這件事讓西岸巴勒斯坦人與以色列國之間的關係雪上加霜地急遽惡化,原因就在於Shireen不僅單純的是位來自半島電視台的記者,她還是個巴勒斯坦人,準確地說,她是巴勒斯坦裔美國人,擔任記者已20多年的她,大半的記者生涯都是在故鄉巴勒斯坦西岸地區度過的,多年來以巴間的大小衝突她也都一再的見證紀錄著,她的現場採訪讓她成了巴勒斯坦地區最為人所知的記者之一。

昨天在她的葬禮上,數千名西岸地區的巴勒斯坦人湧上了街頭表達哀悼同時傳達對以國暴行的不滿,從許多外媒提供的影片中可以看到在整個葬禮過程中以巴雙方衝突不斷,以方試圖維持秩序,用警棍毆打驅趕抬著棺木與圍繞在旁的人們,有一度那棺木差點因此而翻落,後頭在影片中又聽到幾次砲聲抑或是槍聲,鏡頭並未拍下有人真的中彈倒地,似乎只是驅趕群眾的警示槍聲,煙霧彈之類,整個衝突現場讓人看得心跳直加速,很怕又是一場見血的激烈衝突。
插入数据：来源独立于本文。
//! Fingerprint matcher
//!
//! Decides whether and where two fingerprints cover the same audio. The
//! pipeline runs in two stages: a hash-offset histogram aligns the query
//! against the master, then for each candidate alignment the bit-distance
//! curve is smoothed, differentiated and segmented into sections whose mean
//! distance decides acceptance. The whole matcher is CPU-bound and never
//! suspends; callers run it inline per candidate.

use std::collections::BTreeMap;
use std::time::Duration;

use crate::error::{Error, Result};
use crate::fingerprint::{
    config_for_version, Fingerprint, FingerprintConfig, MAX_FINGERPRINT_FRAMES,
};
use crate::query::{hash_bit_mask, NUM_ALIGN_BITS};

mod filter;
mod gradient;

pub use filter::{box_filter, gaussian_filter};
pub use gradient::gradient;

/// A candidate alignment must score at least `K / 10` of the strongest one.
const MAX_OFFSET_THRESHOLD_DIV: usize = 10;

/// Number of alignment peaks tried before giving up.
const NUM_OFFSET_CANDIDATES: usize = 3;

/// Normalised gradient magnitude above which a sample becomes an edge.
const EDGE_GRADIENT_THRESHOLD: f64 = 3.0;

/// Sections with a mean bit distance at or above this are rejected.
const MAX_SECTION_SCORE: f64 = 13.0;

const SMOOTHING_SIGMA: f64 = 3.6;
const SMOOTHING_PASSES: usize = 5;
const GRADIENT_WINDOW: usize = 7;

/// A contiguous interval of aligned frames accepted as matching audio.
#[derive(Debug, Clone, Copy, PartialEq)]
pub struct Section {
    /// Alignment offset (master frame index minus query frame index)
    pub offset: i32,
    /// First frame of the section, relative to the aligned slices
    pub start: usize,
    /// One past the last frame of the section
    pub end: usize,
    /// Mean popcount distance over the section
    pub score: f64,
}

/// Outcome of matching a query fingerprint against a master.
#[derive(Debug, Clone)]
pub struct MatchResult {
    pub version: u8,
    pub config: &'static FingerprintConfig,
    pub master_length: usize,
    pub query_length: usize,
    pub sections: Vec<Section>,
}

impl MatchResult {
    /// True when no section was accepted at any candidate offset.
    pub fn is_empty(&self) -> bool {
        self.sections.is_empty()
    }

    /// Total matched audio length.
    pub fn matching_duration(&self) -> Duration {
        let frames: usize = self.sections.iter().map(|s| s.end - s.start).sum();
        self.config.total_duration(frames)
    }

    /// Position of the match inside the master recording.
    pub fn master_offset(&self) -> Duration {
        match self.sections.first() {
            Some(section) => self
                .config
                .offset_duration(section.start + section.offset.max(0) as usize),
            None => Duration::ZERO,
        }
    }

    /// Position of the match inside the query recording.
    pub fn query_offset(&self) -> Duration {
        match self.sections.first() {
            Some(section) => self
                .config
                .offset_duration(section.start + (-section.offset.min(0)) as usize),
            None => Duration::ZERO,
        }
    }

    /// Total audio length of the master recording.
    pub fn master_duration(&self) -> Duration {
        self.config.total_duration(self.master_length)
    }

    /// Total audio length of the query recording.
    pub fn query_duration(&self) -> Duration {
        self.config.total_duration(self.query_length)
    }
}

/// Match `query` against `master`.
///
/// Fails with [`Error::InvalidFingerprintVersion`] when the versions differ
/// or are unsupported, and with [`Error::FingerprintTooLong`] when either
/// side exceeds the frame limit. An absent match is not an error: the result
/// simply carries no sections.
pub fn match_fingerprints(master: &Fingerprint, query: &Fingerprint) -> Result<MatchResult> {
    if master.version != query.version {
        return Err(Error::InvalidFingerprintVersion);
    }
    let config =
        config_for_version(master.version).ok_or(Error::InvalidFingerprintVersion)?;
    if master.hashes.len() > MAX_FINGERPRINT_FRAMES
        || query.hashes.len() > MAX_FINGERPRINT_FRAMES
    {
        return Err(Error::FingerprintTooLong);
    }

    let mut result = MatchResult {
        version: master.version,
        config,
        master_length: master.hashes.len(),
        query_length: query.hashes.len(),
        sections: Vec::new(),
    };

    for (offset, _count) in offset_peaks(&master.hashes, &query.hashes) {
        let sections = sections_at_offset(&master.hashes, &query.hashes, offset);
        if !sections.is_empty() {
            result.sections = sections;
            break;
        }
    }

    Ok(result)
}

/// Histogram of alignment offsets between two hash sequences, over the
/// alignment bit mask. Returns the surviving local-maximum peaks, strongest
/// first, at most [`NUM_OFFSET_CANDIDATES`] of them.
pub fn offset_peaks(master: &[u32], query: &[u32]) -> Vec<(i32, usize)> {
    let mask = hash_bit_mask(NUM_ALIGN_BITS);

    let mut master_ha: Vec<(u32, u32)> = master
        .iter()
        .enumerate()
        .map(|(i, &h)| (h & mask, i as u32))
        .collect();
    let mut query_ha: Vec<(u32, u32)> = query
        .iter()
        .enumerate()
        .map(|(i, &h)| (h & mask, i as u32))
        .collect();
    master_ha.sort_unstable();
    query_ha.sort_unstable();

    // Single linear merge; equal-hash runs contribute all index pairs.
    let mut offsets: BTreeMap<i32, usize> = BTreeMap::new();
    let (mut i, mut j) = (0, 0);
    while i < master_ha.len() && j < query_ha.len() {
        let (mh, _) = master_ha[i];
        let (qh, _) = query_ha[j];
        if mh < qh {
            i += 1;
        } else if mh > qh {
            j += 1;
        } else {
            let i_end = master_ha[i..].partition_point(|&(h, _)| h == mh) + i;
            let j_end = query_ha[j..].partition_point(|&(h, _)| h == qh) + j;
            for &(_, mi) in &master_ha[i..i_end] {
                for &(_, qi) in &query_ha[j..j_end] {
                    let offset = mi as i32 - qi as i32;
                    *offsets.entry(offset).or_default() += 1;
                }
            }
            i = i_end;
            j = j_end;
        }
    }

    let max_count = match offsets.values().copied().max() {
        Some(max) => max,
        None => return Vec::new(),
    };
    let threshold = max_count / MAX_OFFSET_THRESHOLD_DIV;

    let mut peaks: Vec<(i32, usize)> = Vec::new();
    for (&offset, &count) in &offsets {
        if count < threshold {
            continue;
        }
        let prev = offsets.get(&(offset - 1)).copied().unwrap_or(0);
        let next = offsets.get(&(offset + 1)).copied().unwrap_or(0);
        if prev <= count && next < count {
            peaks.push((offset, count));
        }
    }
    peaks.sort_by(|a, b| b.1.cmp(&a.1).then(a.0.cmp(&b.0)));
    peaks.truncate(NUM_OFFSET_CANDIDATES);
    peaks
}

/// Segment the aligned overlap at `offset` and keep the sections whose mean
/// bit distance stays under the acceptance cap.
fn sections_at_offset(master: &[u32], query: &[u32], offset: i32) -> Vec<Section> {
    let (m, q) = if offset >= 0 {
        (&master[offset as usize..], query)
    } else {
        (master, &query[(-offset) as usize..])
    };
    let n = m.len().min(q.len());
    if n == 0 {
        return Vec::new();
    }

    let diff: Vec<f64> = (0..n).map(|i| (m[i] ^ q[i]).count_ones() as f64).collect();

    let mut smoothed = diff.clone();
    gaussian_filter(&mut smoothed, SMOOTHING_SIGMA, SMOOTHING_PASSES);

    let mut grad = vec![0.0; n];
    gradient(&smoothed, &mut grad, GRADIENT_WINDOW);

    let mut edges = Vec::with_capacity(8);
    edges.push(0);
    for i in 1..n.saturating_sub(1) {
        let x0 = grad[i - 1].abs();
        let x1 = grad[i].abs();
        let x2 = grad[i + 1].abs();
        if x0 <= x1 && x2 < x1 {
            let g = x1 / (1.0 + smoothed[i] / 4.0);
            if g > EDGE_GRADIENT_THRESHOLD {
                edges.push(i);
            }
        }
    }
    edges.push(n);

    let mut sections = Vec::new();
    for pair in edges.windows(2) {
        let (start, end) = (pair[0], pair[1]);
        if end <= start {
            continue;
        }
        let score = diff[start..end].iter().sum::<f64>() / (end - start) as f64;
        if score < MAX_SECTION_SCORE {
            sections.push(Section {
                offset,
                start,
                end,
                score,
            });
        }
    }
    sections
}
//! Track handlers

use axum::extract::rejection::JsonRejection;
use axum::extract::Path;
use axum::{Extension, Json};
use serde::{Deserialize, Serialize};

use resound::catalog::Metadata;
use resound::service::Account;
use resound::Fingerprint;

use crate::api::{account_catalog, check_track_id, ApiError};
use crate::metrics;

#[derive(Debug, Serialize)]
pub struct TrackResponse {
    pub catalog: String,
    pub id: String,
    #[serde(skip_serializing_if = "Option::is_none")]
    pub metadata: Option<Metadata>,
}

#[derive(Debug, Deserialize)]
pub struct CreateTrackRequest {
    pub fingerprint: String,
    pub metadata: Option<Metadata>,
    #[serde(default)]
    pub allow_duplicate: bool,
}

pub async fn create_track(
    Extension(account): Extension<Account>,
    Path((catalog_name, track_id)): Path<(String, String)>,
    body: Result<Json<CreateTrackRequest>, JsonRejection>,
) -> Result<Json<TrackResponse>, ApiError> {
    let Json(body) = body.map_err(|_| ApiError::bad_request("Invalid request body"))?;
    put_track(account, catalog_name, track_id, body).await
}

/// Anonymous track creation; the server assigns a UUIDv4 id.
pub async fn create_anonymous_track(
    Extension(account): Extension<Account>,
    Path(catalog_name): Path<String>,
    body: Result<Json<CreateTrackRequest>, JsonRejection>,
) -> Result<Json<TrackResponse>, ApiError> {
    let Json(body) = body.map_err(|_| ApiError::bad_request("Invalid request body"))?;
    let catalog = account_catalog(&account, &catalog_name)?;
    let track_id = catalog.new_track_id();
    put_track(account, catalog_name, track_id, body).await
}

async fn put_track(
    account: Account,
    catalog_name: String,
    track_id: String,
    body: CreateTrackRequest,
) -> Result<Json<TrackResponse>, ApiError> {
    let catalog = account_catalog(&account, &catalog_name)?;
    check_track_id(&track_id)?;

    let fingerprint = Fingerprint::from_base64(&body.fingerprint)
        .map_err(|err| ApiError::bad_request(format!("Invalid request: {err}")))?;

    let created = catalog
        .create_track(
            &track_id,
            &fingerprint,
            body.metadata.as_ref(),
            body.allow_duplicate,
        )
        .await?;
    if !created {
        return Err(ApiError::conflict(
            "Duplicate fingerprint, use allow_duplicate=true if you want to add it anyway",
        ));
    }

    metrics::track_action("create");
    Ok(Json(TrackResponse {
        catalog: catalog_name,
        id: track_id,
        metadata: None,
    }))
}

pub async fn get_track(
    Extension(account): Extension<Account>,
    Path((catalog_name, track_id)): Path<(String, String)>,
) -> Result<Json<TrackResponse>, ApiError> {
    let catalog = account_catalog(&account, &catalog_name)?;
    check_track_id(&track_id)?;

    match catalog.get_track(&track_id).await? {
        Some(track) => {
            metrics::track_action("get");
            Ok(Json(TrackResponse {
                catalog: catalog_name,
                id: track.id,
                metadata: track.metadata,
            }))
        }
        None => Err(ApiError::not_found(format!("Track {track_id} not found"))),
    }
}

pub async fn delete_track(
    Extension(account): Extension<Account>,
    Path((catalog_name, track_id)): Path<(String, String)>,
) -> Result<Json<TrackResponse>, ApiError> {
    let catalog = account_catalog(&account, &catalog_name)?;
    check_track_id(&track_id)?;

    catalog.delete_track(&track_id).await?;
    metrics::track_action("delete");
    Ok(Json(TrackResponse {
        catalog: catalog_name,
        id: track_id,
        metadata: None,
    }))
}
//! Paper text assembly from the CORD-19 document parses.

use serde::Deserialize;

use crate::models::PaperRecord;

/// The part of a CORD-19 document parse (`pdf_json` / `pmc_json`) needed to
/// rebuild the body text. All other keys are ignored.
#[derive(Debug, Deserialize)]
pub struct DocumentParse {
    pub body_text: Vec<Paragraph>,
}

#[derive(Debug, Deserialize)]
pub struct Paragraph {
    #[serde(default)]
    pub section: String,
    pub text: String,
}

/// Title and abstract, separated by a blank line.
pub fn title_abstract(paper: &PaperRecord) -> String {
    format!("{}\n\n{}", paper.title, paper.abstract_text)
}

/// Body text of one document.
///
/// Paragraphs end with a blank line. Whenever the section changes, the new
/// section name is emitted first as `<< section >>`.
pub fn body_text(document: &DocumentParse) -> String {
    let mut body = String::new();
    let mut last_section = "";

    for paragraph in &document.body_text {
        if paragraph.section != last_section {
            body.push_str("<< ");
            body.push_str(&paragraph.section);
            body.push_str(" >>\n");
        }
        body.push_str(&paragraph.text);
        body.push_str("\n\n");
        last_section = &paragraph.section;
    }
    body
}

/// Title, abstract and body, separated by blank lines.
pub fn full_text(paper: &PaperRecord, content: &str) -> String {
    format!("{}\n\n{}", title_abstract(paper), content)
}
對於長期被派駐在東耶路薩冷地區的Shireen,我其實並不能確定她是否算得上是個戰地記者,不過所謂戰地記者的定義又該是如何呢?西岸地區的確有著這樣那樣的大小衝突,可實在也算不上是戰爭,跟哈瑪斯所在地的加薩比起來,在約旦河旁的西岸相對局勢比較平和穩定一些,雖然此處的巴勒斯坦人處境也沒有好到哪裡去,但真還稱不上是戰地,我這麼寫也並不是要挑戰這名殉職記者的定位,抹滅她的貢獻,純粹只是這幾天看著她身亡的相關新聞,想起來我曾經看過的那幾本書,關於戰地記者的書,其中一本就是上頭用來做開場引文的「鏡頭背後的勇者」。

這本書的作者Lynsey Addario曾因其在伊拉克與阿富汗的戰地報導而獲得普立茲與麥克阿瑟獎,身為美國人的她在書裏說到她是因為911事件立志成為一名新聞記者,911之後的反恐戰爭孕育了一票新生代的戰地記者,Lynsey隨同著自己國家的軍隊進到了阿富汗,接著是伊拉克,在2000年之後的那些年她目睹著這些發生在中東的戰事,可在書裏她寫著,她看見了越來越多的不公不義發生在戰地,把戰爭的真相告訴全世界的那份責任越發沉重。

這份使命感耗損著我們的生命。

記者聊到他們的職業時或許都很誇張,我們很多都是人來瘋,有些甚至毀了自己私底下的人生,傷害了最愛他們的人,這份工作可以摧毀一個人,我看過太多同僚因為精神創傷變得判若兩人,變得易怒,失眠,孤僻。

我們拒絕聽從內在的聲音,它告訴著我們,是該時候休息了,別再去記錄別人的人生了,然而,毫無疑問的,也就是這些東西支持著我們走下去。

一種特權,能看到別人看不到的;一股信念,拍下那些撼動人心的照片;一分激情,我們正在創造藝術,在幫這個世界建構知識資料庫。

工作時我是生龍活虎的,是無所畏懼的,這就是我的生活。

<鏡頭背後的勇者>

這樣的Lynsey在前陣子理所當然,不意外地又以記者的身分去了烏克蘭,在她的社媒官網上可以看到一張張她在烏俄戰區所拍下的照片,在YT上也可以找到她受訪影片,談論她在這場戰事中所看到的那些讓人心傷之事。

採訪的過程是如此讓人難捱。

我努力著想揭露平民的死亡人數,我試圖拍攝那些被擊中的住宅建築,我試圖拍攝那些投入戰場的志願者,可是我覺得我做的仍然不夠。

對我來說,作為一名攝影師,我總是試圖展示人性的一面以及戰爭如何影響平民、婦女和兒童,這就是我一直關注的。